Das Lesen- und Schreibenlernen der taktilen Brailleschrift ist mit besonderen Herausforderungen verbunden. Schrift ist für sehende Kinder in ihrer Umgebung ständig zugänglich und verfügbar: Zuhause, beim Einkaufen, in Bilderbüchern – überall begegnen sie Schrift bzw. können sie Schrift selbst entdecken. Blinde und auf die Brailleschrift angewiesene hochgradig sehbehinderte Kinder benötigen für diese grundlegenden Lernzugänge eine entsprechend vorbereitete und ausgestaltete Umgebung. Brailleschrift ist keineswegs natürlicherweise vorhanden und jederzeit zugänglich. Es bedarf spezifischer Lernmaterialien, die auf vielfältige, spielerische, handlungsorientierte und motivierende Weise das Erlernen der Brailleschrift vorbereiten und begleiten und die für das haptische Lesen notwendigen Tastfähigkeiten fördern. Das Materialpaket „Auf der Taststraße zur Punktschrift“ erfüllt diese Kriterien in umfassender Weise.

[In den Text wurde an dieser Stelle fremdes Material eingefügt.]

use serde::{Deserialize, Serialize};

use crate::batch::BatchSummary;

/// Severity attached to status changes, mapped to colors by the front end
#[derive(Debug, Clone, Copy, PartialEq, Eq, Serialize, Deserialize)]
#[serde(rename_all = "snake_case")]
pub enum Severity {
    Info,
    Working,
    Success,
    Error,
}

/// Events emitted by the orchestrator's background task.
///
/// The channel is the only contract between the batch execution context and
/// whatever front end observes it; events appear in emission order and
/// `Summary` is always the last event of a run.
#[derive(Debug, Clone, PartialEq, Serialize, Deserialize)]
#[serde(tag = "event", rename_all = "snake_case")]
pub enum Event {
    /// One line of log output, either orchestrator commentary or a line
    /// streamed from an external process
    LogLine { text: String },

    /// Current orchestrator status, suitable for a status bar
    StatusChanged { text: String, severity: Severity },

    /// The batch started doing work; front ends show an activity indicator
    ProgressStarted,

    /// The batch finished or was stopped; hide the activity indicator
    ProgressStopped,

    /// End-of-run notification (the original tool's completion dialog)
    Notice { title: String, message: String },

    /// Final accounting; immutable once emitted
    Summary(BatchSummary),
}

impl Event {
    pub fn log(text: impl Into<String>) -> Self {
        Event::LogLine { text: text.into() }
    }

    pub fn status(text: impl Into<String>, severity: Severity) -> Self {
        Event::StatusChanged {
            text: text.into(),
            severity,
        }
    }
}
use anyhow::Result;
use clap::Parser;
use console::style;
use indicatif::{ProgressBar, ProgressStyle};
use std::path::PathBuf;
use std::time::Duration;
use tracing_subscriber::{layer::SubscriberExt, util::SubscriberInitExt};

use subgen::batch::Batch;
use subgen::cli::{Cli, Commands};
use subgen::config::Config;
use subgen::events::{Event, Severity};
use subgen::orchestrator::BatchOrchestrator;

#[tokio::main]
async fn main() -> Result<()> {
    let cli = Cli::parse();

    // Initialize tracing
    let default_filter = if cli.verbose { "subgen=debug" } else { "subgen=info" };
    tracing_subscriber::registry()
        .with(
            tracing_subscriber::EnvFilter::try_from_default_env()
                .unwrap_or_else(|_| default_filter.into()),
        )
        .with(tracing_subscriber::fmt::layer())
        .init();

    match cli.command {
        Commands::Run {
            url,
            batch_file,
            files,
            output_dir,
            cookies,
            no_cookies,
            whisper_bin,
            whisper_model,
            language,
        } => {
            let mut config = Config::load()?;
            if let Some(dir) = output_dir {
                config.output_dir = dir;
            }
            if let Some(cookies) = cookies {
                config.cookies_file = Some(cookies);
                config.use_cookies = true;
            }
            if no_cookies {
                config.use_cookies = false;
            }
            if let Some(bin) = whisper_bin {
                config.whisper_bin = bin;
            }
            if let Some(model) = whisper_model {
                config.whisper_model = model;
            }
            if let Some(language) = language {
                config.language = language;
            }

            let batch = assemble_batch(url, batch_file, files)?;
            run_batch(batch, config, cli.json).await?;
        }
        Commands::Config { show } => {
            let config = Config::load()?;
            if show {
                config.display();
            } else {
                config.save()?;
                println!("Configuration file written; edit it and rerun with --show to review.");
            }
        }
    }

    Ok(())
}

/// Collect URLs from flags and the batch file (deduplicated in order, the
/// batch does its own pass too) plus positional local files.
fn assemble_batch(
    mut urls: Vec<String>,
    batch_file: Option<PathBuf>,
    files: Vec<PathBuf>,
) -> Result<Batch> {
    if let Some(path) = batch_file {
        let content = fs_err::read_to_string(&path)?;
        for line in content.lines() {
            let line = line.trim();
            if !line.is_empty() {
                urls.push(line.to_string());
            }
        }
    }

    let batch = Batch::from_inputs(&urls, &files)?;
    if batch.is_empty() {
        anyhow::bail!("Nothing to process: provide --url, --batch-file, or audio files");
    }
    Ok(batch)
}

async fn run_batch(batch: Batch, config: Config, json: bool) -> Result<()> {
    let (orchestrator, mut events) = BatchOrchestrator::new();

    tracing::info!(items = batch.len(), "starting batch run");
    let handle = orchestrator.start(batch, config)?;

    // Ctrl-C maps to a cooperative stop; the in-flight process is terminated
    let stopper = orchestrator.clone();
    tokio::spawn(async move {
        if tokio::signal::ctrl_c().await.is_ok() {
            eprintln!("\nStop requested, finishing current step...");
            stopper.stop();
        }
    });

    let mut spinner: Option<ProgressBar> = None;
    while let Some(event) = events.recv().await {
        let done = matches!(event, Event::Summary(_));
        if json {
            println!("{}", serde_json::to_string(&event)?);
        } else {
            render_event(&event, &mut spinner);
        }
        if done {
            break;
        }
    }

    let summary = handle.await?;
    if summary.succeeded == 0 && !summary.stopped {
        anyhow::bail!("no items succeeded");
    }
    Ok(())
}

fn render_event(event: &Event, spinner: &mut Option<ProgressBar>) {
    match event {
        Event::LogLine { text } => {
            let line = format!("[{}] {}", chrono::Local::now().format("%H:%M:%S"), text);
            match spinner {
                Some(pb) => pb.println(line),
                None => println!("{}", line),
            }
        }
        Event::StatusChanged { text, severity } => {
            let styled = match severity {
                Severity::Info => style(text).dim().to_string(),
                Severity::Working => style(text).cyan().to_string(),
                Severity::Success => style(text).green().bold().to_string(),
                Severity::Error => style(text).red().bold().to_string(),
            };
            match spinner {
                Some(pb) => pb.set_message(styled),
                None => println!("{}", styled),
            }
        }
        Event::ProgressStarted => {
            let pb = ProgressBar::new_spinner();
            pb.set_style(
                ProgressStyle::default_spinner()
                    .template("{spinner:.green} [{elapsed_precise}] {msg}")
                    .unwrap(),
            );
            pb.enable_steady_tick(Duration::from_millis(100));
            *spinner = Some(pb);
        }
        Event::ProgressStopped => {
            if let Some(pb) = spinner.take() {
                pb.finish_and_clear();
            }
        }
        Event::Notice { title, message } => {
            println!("{}: {}", style(title).bold(), message);
        }
        Event::Summary(summary) => {
            let line = format!(
                "{}/{} items succeeded{}",
                summary.succeeded,
                summary.total,
                if summary.stopped { " (stopped)" } else { "" }
            );
            if summary.succeeded == summary.total && !summary.stopped {
                println!("{}", style(line).green());
            } else {
                println!("{}", style(line).yellow());
            }
        }
    }
}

Das Fördermaterial „Auf der Taststraße zur Punktschrift“

Das Fördermaterial „Auf der Taststraße zur Punktschrift“ wurde im Rahmen eines Promotionsprojekts entwickelt und erprobt (Lang 2003). Die hierbei durchgeführte Evaluation mit blinden Vorschulkindern, konnte das Erreichen der beabsichtigten Förderziele (s.u.) eindeutig belegen. 2005 wurde das Material erstmals professionell produziert und vertrieben. Die äußerst aufwändige Produktion der kleinen Auflage von ca. 50 Exemplaren konnte durch eine Anschubfinanzierung der „Aktion Mensch“ ermöglicht werden. Innerhalb weniger Wochen war das Material ausverkauft. 2007 erfolgte die Produktion einer weiteren Kleinauflage (50 Exemplare), die ebenfalls nach kurzer Zeit ausverkauft war. Eine dritte, unveränderte Auflage wurde 2013 hergestellt. Seit Jahren ist das Material jedoch nicht mehr verfügbar.

Das Fördermaterial „Auf der Taststraße zur Punktschrift“ umfasst folgende Zielstellungen:

  • haptische Diskrimination und Differenzierung: gezielte Hinführung zur Unterscheidungsfähigkeit von Braillezeichen
  • Lesebewegungen: Hinführung zu beidhändigem Lesen, Automatisierung entsprechender Taststrategien, Einführung der Leserichtung
  • Aufbau eines differenzierten Schriftkonzeptes
  • Entwicklung von Lesemotivation

Alle Einzelmaterialien lassen sich je nach Entwicklungsstand der Kinder variabel und flexibel hinsichtlich Schwierigkeitsgrad, Umfang und Komplexität anpassen.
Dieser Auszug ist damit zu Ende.